Start of INPUT MATERIAL

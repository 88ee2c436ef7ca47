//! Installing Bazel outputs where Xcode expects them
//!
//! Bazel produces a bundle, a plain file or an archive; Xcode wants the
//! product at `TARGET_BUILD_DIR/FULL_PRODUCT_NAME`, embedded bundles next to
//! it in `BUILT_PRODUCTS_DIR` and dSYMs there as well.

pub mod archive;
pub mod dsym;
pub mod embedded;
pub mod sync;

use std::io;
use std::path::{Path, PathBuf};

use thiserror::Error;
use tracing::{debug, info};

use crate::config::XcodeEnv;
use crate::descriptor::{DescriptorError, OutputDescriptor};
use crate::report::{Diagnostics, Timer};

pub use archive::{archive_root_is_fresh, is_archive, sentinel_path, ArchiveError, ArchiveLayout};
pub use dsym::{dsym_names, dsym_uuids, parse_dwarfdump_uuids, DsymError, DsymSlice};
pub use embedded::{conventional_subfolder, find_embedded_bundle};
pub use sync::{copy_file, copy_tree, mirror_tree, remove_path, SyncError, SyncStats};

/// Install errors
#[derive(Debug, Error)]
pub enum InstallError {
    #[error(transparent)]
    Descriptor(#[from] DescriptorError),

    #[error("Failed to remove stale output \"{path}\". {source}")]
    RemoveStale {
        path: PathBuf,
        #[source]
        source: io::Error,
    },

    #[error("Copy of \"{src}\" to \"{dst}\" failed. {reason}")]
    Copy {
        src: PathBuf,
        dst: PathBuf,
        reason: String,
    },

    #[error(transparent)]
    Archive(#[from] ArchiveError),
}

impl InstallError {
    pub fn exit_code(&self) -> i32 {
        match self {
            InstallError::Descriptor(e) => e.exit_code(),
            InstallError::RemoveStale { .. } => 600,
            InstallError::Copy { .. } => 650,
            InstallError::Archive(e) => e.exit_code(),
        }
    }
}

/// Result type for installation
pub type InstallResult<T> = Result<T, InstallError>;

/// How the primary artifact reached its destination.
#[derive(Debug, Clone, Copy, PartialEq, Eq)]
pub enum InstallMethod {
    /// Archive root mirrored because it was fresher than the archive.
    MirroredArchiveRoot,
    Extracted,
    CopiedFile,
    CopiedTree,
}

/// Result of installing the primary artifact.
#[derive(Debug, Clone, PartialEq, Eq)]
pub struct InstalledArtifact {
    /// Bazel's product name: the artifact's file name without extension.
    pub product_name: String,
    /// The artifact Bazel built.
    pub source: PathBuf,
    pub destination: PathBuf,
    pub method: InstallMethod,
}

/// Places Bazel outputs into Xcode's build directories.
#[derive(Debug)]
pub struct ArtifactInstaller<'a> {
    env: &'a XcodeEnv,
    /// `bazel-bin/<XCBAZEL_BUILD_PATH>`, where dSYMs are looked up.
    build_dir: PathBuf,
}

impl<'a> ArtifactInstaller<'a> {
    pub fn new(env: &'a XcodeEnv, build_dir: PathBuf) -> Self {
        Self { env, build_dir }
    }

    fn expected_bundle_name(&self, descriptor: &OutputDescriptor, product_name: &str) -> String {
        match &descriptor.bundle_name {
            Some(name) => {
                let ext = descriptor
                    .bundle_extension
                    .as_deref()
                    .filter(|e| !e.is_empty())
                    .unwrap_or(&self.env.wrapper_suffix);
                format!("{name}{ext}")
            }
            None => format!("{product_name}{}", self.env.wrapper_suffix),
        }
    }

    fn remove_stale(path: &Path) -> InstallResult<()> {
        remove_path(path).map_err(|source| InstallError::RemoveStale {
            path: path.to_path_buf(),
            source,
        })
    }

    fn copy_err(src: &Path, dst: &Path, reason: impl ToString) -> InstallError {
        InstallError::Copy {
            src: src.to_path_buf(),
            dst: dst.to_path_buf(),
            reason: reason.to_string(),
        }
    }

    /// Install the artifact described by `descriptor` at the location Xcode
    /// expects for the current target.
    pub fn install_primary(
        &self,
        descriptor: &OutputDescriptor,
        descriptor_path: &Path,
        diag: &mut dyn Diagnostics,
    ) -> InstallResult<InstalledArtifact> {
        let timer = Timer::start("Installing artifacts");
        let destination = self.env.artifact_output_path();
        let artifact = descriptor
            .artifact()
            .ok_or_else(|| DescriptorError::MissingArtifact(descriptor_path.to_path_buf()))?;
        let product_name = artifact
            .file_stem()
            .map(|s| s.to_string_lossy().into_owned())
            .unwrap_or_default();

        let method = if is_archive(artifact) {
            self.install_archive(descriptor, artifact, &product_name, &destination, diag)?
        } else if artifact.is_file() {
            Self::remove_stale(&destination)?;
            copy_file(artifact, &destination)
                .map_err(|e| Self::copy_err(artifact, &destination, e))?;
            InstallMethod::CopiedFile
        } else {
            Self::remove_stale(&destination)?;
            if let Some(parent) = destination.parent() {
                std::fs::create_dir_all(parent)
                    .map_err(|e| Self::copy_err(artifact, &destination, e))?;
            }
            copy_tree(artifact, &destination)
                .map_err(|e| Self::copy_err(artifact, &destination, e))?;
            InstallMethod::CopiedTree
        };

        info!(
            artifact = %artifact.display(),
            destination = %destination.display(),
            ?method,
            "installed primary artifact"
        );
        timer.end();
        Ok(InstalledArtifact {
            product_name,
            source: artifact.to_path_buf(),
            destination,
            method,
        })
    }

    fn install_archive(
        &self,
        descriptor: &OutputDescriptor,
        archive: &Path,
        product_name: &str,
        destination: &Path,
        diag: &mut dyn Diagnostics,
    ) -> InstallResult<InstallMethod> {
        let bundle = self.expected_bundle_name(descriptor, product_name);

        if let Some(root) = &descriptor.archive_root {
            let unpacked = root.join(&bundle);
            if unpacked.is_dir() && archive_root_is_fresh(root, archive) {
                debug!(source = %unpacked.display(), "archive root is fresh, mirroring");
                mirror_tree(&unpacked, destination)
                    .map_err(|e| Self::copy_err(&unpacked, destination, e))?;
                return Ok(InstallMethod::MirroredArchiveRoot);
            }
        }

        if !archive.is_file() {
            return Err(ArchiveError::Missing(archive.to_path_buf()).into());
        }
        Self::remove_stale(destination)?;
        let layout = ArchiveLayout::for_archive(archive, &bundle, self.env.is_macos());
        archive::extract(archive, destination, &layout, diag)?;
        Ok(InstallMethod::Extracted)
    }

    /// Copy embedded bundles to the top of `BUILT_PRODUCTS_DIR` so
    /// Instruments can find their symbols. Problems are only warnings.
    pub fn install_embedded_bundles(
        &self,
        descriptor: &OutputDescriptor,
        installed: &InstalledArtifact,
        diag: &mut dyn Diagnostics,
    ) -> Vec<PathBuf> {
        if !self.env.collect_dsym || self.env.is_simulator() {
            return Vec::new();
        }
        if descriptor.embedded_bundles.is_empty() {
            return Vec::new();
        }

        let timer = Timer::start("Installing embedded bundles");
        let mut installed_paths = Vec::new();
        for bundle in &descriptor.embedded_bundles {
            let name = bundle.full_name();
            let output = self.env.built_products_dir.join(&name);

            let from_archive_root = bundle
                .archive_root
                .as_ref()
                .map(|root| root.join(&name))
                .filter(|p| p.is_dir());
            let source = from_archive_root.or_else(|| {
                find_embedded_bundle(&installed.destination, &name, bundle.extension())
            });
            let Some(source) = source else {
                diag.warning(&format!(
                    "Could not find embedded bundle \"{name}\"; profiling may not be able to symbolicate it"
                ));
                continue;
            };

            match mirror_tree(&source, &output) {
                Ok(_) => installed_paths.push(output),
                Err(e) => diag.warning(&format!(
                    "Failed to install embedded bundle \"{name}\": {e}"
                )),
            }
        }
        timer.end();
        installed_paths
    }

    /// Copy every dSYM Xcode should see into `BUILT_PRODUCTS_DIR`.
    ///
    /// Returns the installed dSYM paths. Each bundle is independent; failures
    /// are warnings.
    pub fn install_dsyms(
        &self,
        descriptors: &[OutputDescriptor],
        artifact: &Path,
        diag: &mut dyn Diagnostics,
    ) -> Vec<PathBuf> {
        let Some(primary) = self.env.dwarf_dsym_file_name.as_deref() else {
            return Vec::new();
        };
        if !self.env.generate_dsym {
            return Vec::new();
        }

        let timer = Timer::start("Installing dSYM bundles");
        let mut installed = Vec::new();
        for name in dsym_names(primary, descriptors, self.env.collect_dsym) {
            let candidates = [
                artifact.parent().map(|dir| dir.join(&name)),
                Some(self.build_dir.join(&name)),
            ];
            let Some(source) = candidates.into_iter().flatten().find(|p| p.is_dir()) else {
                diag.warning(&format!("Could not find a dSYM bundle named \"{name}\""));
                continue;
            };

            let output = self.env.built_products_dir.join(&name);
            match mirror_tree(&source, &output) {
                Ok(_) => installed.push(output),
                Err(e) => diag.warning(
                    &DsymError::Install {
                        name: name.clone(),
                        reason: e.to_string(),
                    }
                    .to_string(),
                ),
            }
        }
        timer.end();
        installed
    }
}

End of INPUT MATERIAL

The expected output is each line of the records above that includes the word "CopiedTree".

ANSWER FOR THE TASK:
    CopiedTree,
            InstallMethod::CopiedTree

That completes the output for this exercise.